Lo dejé pasar, le di una toalla. Mientras se secaba en el sillón de la sala, noté cómo se le marcaban los músculos del cuello al moverse. Y entonces, sin querer, se le abrió un botón de la camisa. Vi un trozo de piel morena, un poco de vello que bajaba por el pecho. Aparté la mirada rápido, pero el corazón me latía como si me hubiera subido corriendo tres pisos.
—¿Qué le parece si seguimos con el ensayo sobre el deseo en *Crónica de una muerte anunciada*? —preguntó, con voz tranquila.
Yo tragué saliva. El deseo. Justo lo que yo sentía en ese momento, aunque no supiera nombrarlo. Nos sentamos en el sofá, tan cerca que sentía el calor de su cuerpo. Leía en voz baja, con una voz grave, suave, que me recorría como una caricia. Y de pronto, sin que yo lo notara, su rodilla rozó la mía.
No me moví.
Él tampoco.
El silencio se hizo espeso, denso, como si el tiempo se hubiera detenido. La lluvia golpeaba los cristales, el reloj de la pared marcaba los segundos con lentitud obscena. Y entonces, muy despacio, volvió a rozarme. Esta vez con más intención. Su pierna contra la mía, firme, cálida.
Lo miré. Él también me miró. Y en sus ojos no había vergüenza, solo una pregunta muda. Una que yo no supe si debía contestar.
Pero no hice nada. Seguimos con la clase. Hablamos del honor, de la pasión, de cómo el deseo puede llevar al crimen. Ironías de la literatura. Pero todo el tiempo, yo sentía su presencia como si me estuviera tocando sin tocarme. Como si ya estuviéramos follando con la mirada.

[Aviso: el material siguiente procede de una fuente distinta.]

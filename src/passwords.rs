//! bcrypt hashing, run off the async runtime.

use bcrypt::{hash, verify, DEFAULT_COST};

use crate::error::AppError;

/// Hash of a password nobody has, so an unknown username costs as much as a
/// wrong password.
const UNKNOWN_USER_HASH: &str = "$2b$12$C6UzMDM.H6dfI/f/IKcEeO5z5mH6G5yG8mZt0F6E5I4c9W0.xZ7eG";

pub async fn hash_password(password: String) -> Result<String, AppError> {
    match tokio::task::spawn_blocking(move || hash(&password, DEFAULT_COST)).await {
        Ok(Ok(h)) => Ok(h),
        Ok(Err(e)) => Err(AppError::internal(format!("Failed to hash password: {}", e))),
        Err(e) => Err(AppError::internal(format!(
            "spawn_blocking panic during hash: {}",
            e
        ))),
    }
}

/// False on mismatch and on any hashing failure. `None` burns the same time
/// against a dummy hash.
pub async fn verify_password(password: String, password_hash: Option<String>) -> bool {
    let known = password_hash.is_some();
    let hash = password_hash.unwrap_or_else(|| UNKNOWN_USER_HASH.to_string());
    let matched = tokio::task::spawn_blocking(move || verify(&password, &hash).unwrap_or(false))
        .await
        .unwrap_or(false);
    known && matched
}

#[cfg(test)]
mod tests {
    use super::*;

    #[tokio::test]
    async fn test_hash_then_verify() {
        let hashed = hash_password("pass1234word".to_string()).await.unwrap();
        assert!(verify_password("pass1234word".to_string(), Some(hashed.clone())).await);
        assert!(!verify_password("wrong".to_string(), Some(hashed)).await);
    }

    #[tokio::test]
    async fn test_unknown_user_never_verifies() {
        assert!(!verify_password("anything".to_string(), None).await);
    }
}
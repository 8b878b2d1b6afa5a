//! Categories and tags.

use sqlx::PgPool;

use super::models::{Category, CategoryWithCount, Tag};

pub async fn all_categories(pool: &PgPool) -> Result<Vec<Category>, sqlx::Error> {
    sqlx::query_as::<_, Category>(
        "SELECT id, name, slug, description, created_at FROM categories ORDER BY name",
    )
    .fetch_all(pool)
    .await
}

/// Every category with its number of published posts.
pub async fn categories_with_counts(pool: &PgPool) -> Result<Vec<CategoryWithCount>, sqlx::Error> {
    sqlx::query_as::<_, CategoryWithCount>(
        r#"
        SELECT c.id, c.name, c.slug, c.description, c.created_at,
               COUNT(p.id) AS post_count
        FROM categories c
        LEFT JOIN posts p ON p.category_id = c.id AND p.status = 'published'
        GROUP BY c.id
        ORDER BY c.name
        "#,
    )
    .fetch_all(pool)
    .await
}

pub async fn category_by_slug(pool: &PgPool, slug: &str) -> Result<Option<Category>, sqlx::Error> {
    sqlx::query_as::<_, Category>(
        "SELECT id, name, slug, description, created_at FROM categories WHERE slug = $1",
    )
    .bind(slug)
    .fetch_optional(pool)
    .await
}

pub async fn category_exists(pool: &PgPool, id: i64) -> Result<bool, sqlx::Error> {
    let (exists,): (bool,) = sqlx::query_as("SELECT EXISTS (SELECT 1 FROM categories WHERE id = $1)")
        .bind(id)
        .fetch_one(pool)
        .await?;
    Ok(exists)
}

/// Get-or-create by name; the slug is only used on insert.
pub async fn ensure_category(
    pool: &PgPool,
    name: &str,
    slug: &str,
    description: &str,
) -> Result<(Category, bool), sqlx::Error> {
    let inserted = sqlx::query_as::<_, Category>(
        "INSERT INTO categories (name, slug, description) VALUES ($1, $2, $3)
         ON CONFLICT (name) DO NOTHING
         RETURNING id, name, slug, description, created_at",
    )
    .bind(name)
    .bind(slug)
    .bind(description)
    .fetch_optional(pool)
    .await?;

    match inserted {
        Some(category) => Ok((category, true)),
        None => {
            let category = sqlx::query_as::<_, Category>(
                "SELECT id, name, slug, description, created_at FROM categories WHERE name = $1",
            )
            .bind(name)
            .fetch_one(pool)
            .await?;
            Ok((category, false))
        }
    }
}

pub async fn all_tags(pool: &PgPool) -> Result<Vec<Tag>, sqlx::Error> {
    sqlx::query_as::<_, Tag>("SELECT id, name, slug FROM tags ORDER BY name")
        .fetch_all(pool)
        .await
}

/// Of `ids`, the ones that name an existing tag.
pub async fn existing_tag_ids(pool: &PgPool, ids: &[i64]) -> Result<Vec<i64>, sqlx::Error> {
    if ids.is_empty() {
        return Ok(Vec::new());
    }
    let rows: Vec<(i64,)> = sqlx::query_as("SELECT id FROM tags WHERE id = ANY($1)")
        .bind(ids)
        .fetch_all(pool)
        .await?;
    Ok(rows.into_iter().map(|(id,)| id).collect())
}

pub async fn tags_for_post(pool: &PgPool, post_id: i64) -> Result<Vec<Tag>, sqlx::Error> {
    sqlx::query_as::<_, Tag>(
        "SELECT t.id, t.name, t.slug FROM tags t
         JOIN post_tags pt ON pt.tag_id = t.id
         WHERE pt.post_id = $1
         ORDER BY t.name",
    )
    .bind(post_id)
    .fetch_all(pool)
    .await
}

pub async fn ensure_tag(pool: &PgPool, name: &str, slug: &str) -> Result<(Tag, bool), sqlx::Error> {
    let inserted = sqlx::query_as::<_, Tag>(
        "INSERT INTO tags (name, slug) VALUES ($1, $2)
         ON CONFLICT (name) DO NOTHING
         RETURNING id, name, slug",
    )
    .bind(name)
    .bind(slug)
    .fetch_optional(pool)
    .await?;

    match inserted {
        Some(tag) => Ok((tag, true)),
        None => {
            let tag = sqlx::query_as::<_, Tag>("SELECT id, name, slug FROM tags WHERE name = $1")
                .bind(name)
                .fetch_one(pool)
                .await?;
            Ok((tag, false))
        }
    }
}
//! Backfill profiles for users created before profiles existed.

use bloghub::db::{self, users, DbConfig};
use bloghub::logging;

#[tokio::main]
async fn main() -> Result<(), Box<dyn std::error::Error>> {
    dotenvy::dotenv().ok();
    logging::init_cli();

    let pool = db::connect(&DbConfig::default()).await?;
    db::run_migrations(&pool).await?;

    let all = users::all(&pool).await?;
    let mut created = 0;
    for user in &all {
        let (_, was_created) = users::get_or_create_profile(&pool, user.id).await?;
        if was_created {
            created += 1;
            println!("Profile created for {}", user.username);
        } else {
            println!("Profile already exists for {}", user.username);
        }
    }

    println!("Done: {} users checked, {} profiles created.", all.len(), created);
    Ok(())
}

Cuando terminó la clase, se paró despacio, recogió sus cosas. Me dio las gracias. “Gracias, maestra. Me ayudó mucho.” Y al despedirse, me tomó de la mano. Un segundo. No más. Pero fue suficiente para que yo sintiera un escalofrío que me bajó desde la nuca hasta el coño.
Cerré la puerta y me quedé ahí, apoyada en ella, con el corazón acelerado. Me bajé los pantalones sin pensarlo, me metí los dedos y me corrí pensando en sus ojos, en su piel mojada, en lo que podría pasar si alguna vez se atreve a más.
Porque algo me dice que esto no ha terminado. Que Sebastián no es solo un alumno. Que tal vez, muy en el fondo, nunca vino por literatura.
Y lo peor es que yo… yo ya no quiero que sea solo literatura.